His father picked up one of the clippings the secretaries cut for him. A write-up of one of his most recent high-profile cases. The ugly break-up of a rock star and his aging model. Both drugged up in the past and now with two kids and several million pounds caught between them.
'Your mother and I messed you around, didn't we?' His dad half laughed. 'Stupid when you were the most precious thing to both of us. I won't let that happen this time.'
Seb looked away.
'I fought for you, son. I'd always fight for you.'
But he hadn't been enough-they'd both wanted more than him and he hadn't been able to hold them together.
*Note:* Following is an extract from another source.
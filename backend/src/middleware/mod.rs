pub mod auth;

pub use auth::{Actor, AuthMiddleware, StaffUser};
He'd worked so hard-tried to be the perfect son, sporty, academic, striving to succeed to please both his mother and his father. To be everything they wanted in a child. But they'd both wanted more.
That was why he knew he wasn't the man for Ana. If he hadn't been enough for his parents, how could he be enough to hold her to him? And even if he tried, what if they couldn't make the family she wanted? Wouldn't that tear them apart as it had his parents?
For she did want a family. He'd seen it in her eyes, had felt it as she'd shuddered with grief-the sadness over her loss. Sure she denied it. But seeing those shoes she still kept? The yearning was still there and one day it would bubble up. Could he stand to see her hurting time and time again if those children didn't come?
No. He couldn't do it. He couldn't bear to be with her and then watch her slipping from him inch by inch over however long a torturous time.
It was better to end it now. He had to end it now. Despite the agony already ripping inside him.
Families always tore apart. Vows weren't strong enough-they were only words that could be said and then denied or withdrawn.